Your goal
Check each line of the listing, and copy it if it contains the word "version".

───── Exercise data

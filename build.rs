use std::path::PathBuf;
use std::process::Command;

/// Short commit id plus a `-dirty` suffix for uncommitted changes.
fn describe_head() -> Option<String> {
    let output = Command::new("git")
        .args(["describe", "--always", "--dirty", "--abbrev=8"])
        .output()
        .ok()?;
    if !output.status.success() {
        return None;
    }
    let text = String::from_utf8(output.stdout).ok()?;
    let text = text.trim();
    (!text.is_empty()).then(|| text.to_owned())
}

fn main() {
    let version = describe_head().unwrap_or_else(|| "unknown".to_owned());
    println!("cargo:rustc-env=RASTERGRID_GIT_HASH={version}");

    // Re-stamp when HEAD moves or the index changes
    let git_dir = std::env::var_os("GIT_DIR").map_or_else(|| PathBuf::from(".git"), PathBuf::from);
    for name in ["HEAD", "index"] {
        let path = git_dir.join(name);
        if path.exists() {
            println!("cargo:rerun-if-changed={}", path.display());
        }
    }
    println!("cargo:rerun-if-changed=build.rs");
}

──────────

Response area
    let version = describe_head().unwrap_or_else(|| "unknown".to_owned());
    println!("cargo:rustc-env=RASTERGRID_GIT_HASH={version}");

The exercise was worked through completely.